_Collected data_
□ □ □ □

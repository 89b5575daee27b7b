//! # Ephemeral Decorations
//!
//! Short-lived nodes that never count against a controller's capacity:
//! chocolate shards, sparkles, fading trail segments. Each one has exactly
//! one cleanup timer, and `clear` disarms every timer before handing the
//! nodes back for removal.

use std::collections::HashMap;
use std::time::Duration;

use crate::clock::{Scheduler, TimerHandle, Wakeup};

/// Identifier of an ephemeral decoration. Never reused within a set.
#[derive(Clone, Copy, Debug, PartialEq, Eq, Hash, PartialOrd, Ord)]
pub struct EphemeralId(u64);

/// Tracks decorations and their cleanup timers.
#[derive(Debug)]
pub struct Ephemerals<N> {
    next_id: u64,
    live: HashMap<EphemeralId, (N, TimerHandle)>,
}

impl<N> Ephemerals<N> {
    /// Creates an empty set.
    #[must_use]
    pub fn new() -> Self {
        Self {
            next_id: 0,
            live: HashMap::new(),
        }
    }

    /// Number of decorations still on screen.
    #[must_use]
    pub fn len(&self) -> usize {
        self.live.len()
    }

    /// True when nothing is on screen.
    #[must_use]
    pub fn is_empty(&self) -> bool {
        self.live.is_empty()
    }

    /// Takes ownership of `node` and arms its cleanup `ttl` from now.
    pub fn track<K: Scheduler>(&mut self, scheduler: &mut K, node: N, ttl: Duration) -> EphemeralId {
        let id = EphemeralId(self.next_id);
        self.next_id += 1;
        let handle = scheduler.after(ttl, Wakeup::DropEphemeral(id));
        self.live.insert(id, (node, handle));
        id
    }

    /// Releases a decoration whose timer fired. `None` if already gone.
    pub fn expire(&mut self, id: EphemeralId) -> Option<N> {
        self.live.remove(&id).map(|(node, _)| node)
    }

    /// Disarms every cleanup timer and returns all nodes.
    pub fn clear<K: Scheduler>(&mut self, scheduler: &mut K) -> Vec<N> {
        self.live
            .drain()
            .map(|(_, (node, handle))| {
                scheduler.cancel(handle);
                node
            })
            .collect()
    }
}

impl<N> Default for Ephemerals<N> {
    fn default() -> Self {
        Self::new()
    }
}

□ □ □ □

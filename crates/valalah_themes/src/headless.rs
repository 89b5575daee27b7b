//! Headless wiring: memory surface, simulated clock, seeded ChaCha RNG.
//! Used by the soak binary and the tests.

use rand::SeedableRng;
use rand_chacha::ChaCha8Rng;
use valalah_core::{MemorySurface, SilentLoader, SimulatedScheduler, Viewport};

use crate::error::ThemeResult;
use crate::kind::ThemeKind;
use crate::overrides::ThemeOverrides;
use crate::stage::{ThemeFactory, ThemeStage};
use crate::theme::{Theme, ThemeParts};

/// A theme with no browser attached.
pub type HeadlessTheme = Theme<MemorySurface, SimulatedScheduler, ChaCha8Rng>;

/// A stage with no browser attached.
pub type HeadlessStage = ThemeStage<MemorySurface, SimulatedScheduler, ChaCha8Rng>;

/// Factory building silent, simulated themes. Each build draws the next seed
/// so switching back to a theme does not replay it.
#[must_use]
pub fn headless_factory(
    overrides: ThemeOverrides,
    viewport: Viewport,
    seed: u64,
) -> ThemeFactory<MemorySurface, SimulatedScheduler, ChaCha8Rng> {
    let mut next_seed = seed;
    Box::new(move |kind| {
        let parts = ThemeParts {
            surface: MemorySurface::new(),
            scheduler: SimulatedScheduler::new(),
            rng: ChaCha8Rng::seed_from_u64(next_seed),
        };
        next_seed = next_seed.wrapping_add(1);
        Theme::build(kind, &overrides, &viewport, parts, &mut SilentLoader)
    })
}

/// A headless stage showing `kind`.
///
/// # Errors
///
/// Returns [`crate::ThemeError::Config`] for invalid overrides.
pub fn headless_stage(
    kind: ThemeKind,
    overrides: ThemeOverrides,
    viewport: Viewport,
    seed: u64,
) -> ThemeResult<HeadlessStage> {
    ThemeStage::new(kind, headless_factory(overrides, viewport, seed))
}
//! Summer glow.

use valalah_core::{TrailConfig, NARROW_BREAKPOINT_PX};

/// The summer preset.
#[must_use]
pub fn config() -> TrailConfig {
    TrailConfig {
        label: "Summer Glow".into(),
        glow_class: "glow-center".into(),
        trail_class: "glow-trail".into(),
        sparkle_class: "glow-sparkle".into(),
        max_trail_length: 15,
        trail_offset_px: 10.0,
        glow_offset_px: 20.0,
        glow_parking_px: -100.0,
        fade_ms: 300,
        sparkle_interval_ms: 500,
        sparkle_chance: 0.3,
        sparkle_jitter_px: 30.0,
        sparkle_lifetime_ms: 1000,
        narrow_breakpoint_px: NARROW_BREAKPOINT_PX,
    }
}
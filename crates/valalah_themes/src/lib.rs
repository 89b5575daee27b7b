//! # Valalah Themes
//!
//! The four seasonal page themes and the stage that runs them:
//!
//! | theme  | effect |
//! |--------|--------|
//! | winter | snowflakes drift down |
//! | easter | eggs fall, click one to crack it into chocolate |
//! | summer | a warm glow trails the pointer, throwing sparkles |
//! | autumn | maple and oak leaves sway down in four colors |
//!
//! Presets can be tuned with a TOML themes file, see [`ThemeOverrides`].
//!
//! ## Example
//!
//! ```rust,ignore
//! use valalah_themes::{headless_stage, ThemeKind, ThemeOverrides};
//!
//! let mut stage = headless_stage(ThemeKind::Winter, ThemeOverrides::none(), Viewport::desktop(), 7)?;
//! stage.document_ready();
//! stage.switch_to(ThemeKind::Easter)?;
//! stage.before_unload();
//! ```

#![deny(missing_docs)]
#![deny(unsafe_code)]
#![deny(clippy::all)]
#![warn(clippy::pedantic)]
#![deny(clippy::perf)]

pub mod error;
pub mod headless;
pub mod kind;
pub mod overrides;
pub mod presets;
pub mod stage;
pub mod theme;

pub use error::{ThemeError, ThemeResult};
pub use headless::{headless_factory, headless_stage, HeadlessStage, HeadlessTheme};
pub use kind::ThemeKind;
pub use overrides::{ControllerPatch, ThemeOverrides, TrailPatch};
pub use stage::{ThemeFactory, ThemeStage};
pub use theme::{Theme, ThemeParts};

□ □ □ □

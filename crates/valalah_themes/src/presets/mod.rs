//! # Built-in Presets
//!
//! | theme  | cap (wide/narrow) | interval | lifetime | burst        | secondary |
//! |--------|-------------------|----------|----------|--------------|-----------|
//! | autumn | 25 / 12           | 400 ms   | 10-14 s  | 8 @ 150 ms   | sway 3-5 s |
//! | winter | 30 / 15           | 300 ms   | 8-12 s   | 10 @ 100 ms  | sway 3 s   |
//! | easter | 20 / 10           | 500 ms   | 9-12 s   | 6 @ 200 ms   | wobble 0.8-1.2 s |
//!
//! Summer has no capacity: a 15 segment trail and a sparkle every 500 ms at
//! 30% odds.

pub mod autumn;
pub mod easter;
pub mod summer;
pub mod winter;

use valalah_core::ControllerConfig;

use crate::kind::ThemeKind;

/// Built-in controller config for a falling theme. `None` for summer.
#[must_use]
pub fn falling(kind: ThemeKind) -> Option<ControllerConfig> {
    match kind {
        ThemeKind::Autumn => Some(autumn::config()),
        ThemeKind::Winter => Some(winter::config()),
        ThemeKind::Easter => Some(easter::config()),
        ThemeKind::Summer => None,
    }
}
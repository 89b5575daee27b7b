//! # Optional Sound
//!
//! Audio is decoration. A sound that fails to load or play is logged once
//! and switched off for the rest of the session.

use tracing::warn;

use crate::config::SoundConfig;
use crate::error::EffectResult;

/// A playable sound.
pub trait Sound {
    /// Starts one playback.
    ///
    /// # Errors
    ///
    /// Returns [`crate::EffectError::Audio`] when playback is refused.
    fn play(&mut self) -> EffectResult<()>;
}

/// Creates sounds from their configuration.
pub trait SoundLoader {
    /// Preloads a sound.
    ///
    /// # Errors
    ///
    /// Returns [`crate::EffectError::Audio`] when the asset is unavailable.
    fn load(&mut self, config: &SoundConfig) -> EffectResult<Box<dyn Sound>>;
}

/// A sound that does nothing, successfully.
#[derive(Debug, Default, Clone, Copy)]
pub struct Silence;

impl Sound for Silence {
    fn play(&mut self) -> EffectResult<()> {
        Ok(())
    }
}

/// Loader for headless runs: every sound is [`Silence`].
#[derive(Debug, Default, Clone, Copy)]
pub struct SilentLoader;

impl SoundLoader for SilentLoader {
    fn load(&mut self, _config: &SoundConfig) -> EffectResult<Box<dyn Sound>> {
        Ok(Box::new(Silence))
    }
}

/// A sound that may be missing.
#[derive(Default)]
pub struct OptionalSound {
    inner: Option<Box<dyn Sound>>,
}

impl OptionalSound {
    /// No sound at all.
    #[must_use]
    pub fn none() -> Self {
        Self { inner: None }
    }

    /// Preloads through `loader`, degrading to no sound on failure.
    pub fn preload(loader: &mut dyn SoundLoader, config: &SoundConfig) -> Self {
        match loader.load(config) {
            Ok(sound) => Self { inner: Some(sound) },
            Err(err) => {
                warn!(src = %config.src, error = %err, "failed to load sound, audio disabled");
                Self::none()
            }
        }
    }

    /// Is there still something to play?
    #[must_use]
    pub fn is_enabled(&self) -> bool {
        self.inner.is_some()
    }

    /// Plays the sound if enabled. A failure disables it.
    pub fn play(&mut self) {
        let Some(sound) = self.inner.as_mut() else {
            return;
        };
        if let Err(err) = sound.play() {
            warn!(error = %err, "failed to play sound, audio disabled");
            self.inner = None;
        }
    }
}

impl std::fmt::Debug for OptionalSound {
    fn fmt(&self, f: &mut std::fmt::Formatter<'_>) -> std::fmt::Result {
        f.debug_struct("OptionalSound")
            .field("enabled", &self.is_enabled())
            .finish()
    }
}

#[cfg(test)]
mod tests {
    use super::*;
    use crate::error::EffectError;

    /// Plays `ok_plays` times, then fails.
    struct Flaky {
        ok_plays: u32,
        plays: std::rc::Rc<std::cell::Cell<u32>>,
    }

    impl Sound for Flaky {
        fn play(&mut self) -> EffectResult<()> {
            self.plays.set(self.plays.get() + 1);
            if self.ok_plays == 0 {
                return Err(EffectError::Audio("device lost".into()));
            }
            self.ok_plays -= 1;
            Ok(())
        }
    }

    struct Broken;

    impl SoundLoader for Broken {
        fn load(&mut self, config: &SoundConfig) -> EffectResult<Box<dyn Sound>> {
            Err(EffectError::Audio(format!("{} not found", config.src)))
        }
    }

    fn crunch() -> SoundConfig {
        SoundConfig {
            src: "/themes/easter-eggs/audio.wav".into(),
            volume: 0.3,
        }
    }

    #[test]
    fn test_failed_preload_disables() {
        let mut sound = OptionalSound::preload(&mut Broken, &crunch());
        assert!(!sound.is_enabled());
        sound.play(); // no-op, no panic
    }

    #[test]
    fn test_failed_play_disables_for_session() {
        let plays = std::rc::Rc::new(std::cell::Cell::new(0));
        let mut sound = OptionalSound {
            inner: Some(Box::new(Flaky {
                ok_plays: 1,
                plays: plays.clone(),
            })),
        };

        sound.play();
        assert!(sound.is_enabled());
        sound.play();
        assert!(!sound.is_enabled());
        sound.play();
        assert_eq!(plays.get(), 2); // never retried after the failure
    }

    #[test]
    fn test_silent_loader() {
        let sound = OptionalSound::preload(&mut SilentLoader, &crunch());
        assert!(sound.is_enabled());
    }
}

□ □ □ □

_TRY IT_
Return all lines from the data that include the string "after".

_WRITTEN ANSWER_
        let handle = scheduler.after(ttl, Wakeup::DropEphemeral(id));
        assert_eq!(plays.get(), 2); // never retried after the failure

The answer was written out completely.